== Segment start ==
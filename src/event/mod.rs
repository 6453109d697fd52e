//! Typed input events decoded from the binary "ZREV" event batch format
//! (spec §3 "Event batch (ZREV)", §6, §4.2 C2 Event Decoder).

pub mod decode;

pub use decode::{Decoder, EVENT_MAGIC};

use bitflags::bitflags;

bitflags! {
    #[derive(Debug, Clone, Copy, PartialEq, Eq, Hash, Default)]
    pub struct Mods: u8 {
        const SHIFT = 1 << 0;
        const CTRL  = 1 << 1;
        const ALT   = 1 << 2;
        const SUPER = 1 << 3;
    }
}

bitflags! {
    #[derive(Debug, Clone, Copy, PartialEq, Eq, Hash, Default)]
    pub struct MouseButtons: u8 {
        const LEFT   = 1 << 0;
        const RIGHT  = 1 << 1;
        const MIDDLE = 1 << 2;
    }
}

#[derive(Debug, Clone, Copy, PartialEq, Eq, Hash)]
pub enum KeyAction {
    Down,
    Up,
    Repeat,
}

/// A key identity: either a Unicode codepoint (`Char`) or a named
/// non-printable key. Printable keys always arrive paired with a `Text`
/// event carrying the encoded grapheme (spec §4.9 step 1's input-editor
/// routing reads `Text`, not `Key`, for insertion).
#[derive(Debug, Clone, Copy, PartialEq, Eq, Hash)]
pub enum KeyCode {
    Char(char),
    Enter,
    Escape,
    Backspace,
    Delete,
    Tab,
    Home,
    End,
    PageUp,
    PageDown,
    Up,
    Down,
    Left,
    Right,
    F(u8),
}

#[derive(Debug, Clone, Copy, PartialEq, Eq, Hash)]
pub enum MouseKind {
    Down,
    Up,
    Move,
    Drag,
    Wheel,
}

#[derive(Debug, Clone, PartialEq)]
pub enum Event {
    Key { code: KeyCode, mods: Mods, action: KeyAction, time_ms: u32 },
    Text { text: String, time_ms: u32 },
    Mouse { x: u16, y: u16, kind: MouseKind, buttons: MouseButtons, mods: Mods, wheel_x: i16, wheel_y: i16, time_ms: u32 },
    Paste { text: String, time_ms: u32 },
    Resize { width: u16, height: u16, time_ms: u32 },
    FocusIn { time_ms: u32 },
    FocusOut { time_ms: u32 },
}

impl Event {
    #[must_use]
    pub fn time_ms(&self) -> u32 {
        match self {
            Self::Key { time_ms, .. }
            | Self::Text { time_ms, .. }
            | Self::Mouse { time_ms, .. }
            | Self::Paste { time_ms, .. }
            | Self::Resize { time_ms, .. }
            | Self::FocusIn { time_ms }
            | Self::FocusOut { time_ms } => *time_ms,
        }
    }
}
== Segment end ==
## Prompt
Output should match, line for line, the stretch of the material above from the line holding "KeyAction, time_ms: u32" through the line holding "#[must_use]".

## Exercise response
    Key { code: KeyCode, mods: Mods, action: KeyAction, time_ms: u32 },
    Text { text: String, time_ms: u32 },
    Mouse { x: u16, y: u16, kind: MouseKind, buttons: MouseButtons, mods: Mods, wheel_x: i16, wheel_y: i16, time_ms: u32 },
    Paste { text: String, time_ms: u32 },
    Resize { width: u16, height: u16, time_ms: u32 },
    FocusIn { time_ms: u32 },
    FocusOut { time_ms: u32 },
}

impl Event {
    #[must_use]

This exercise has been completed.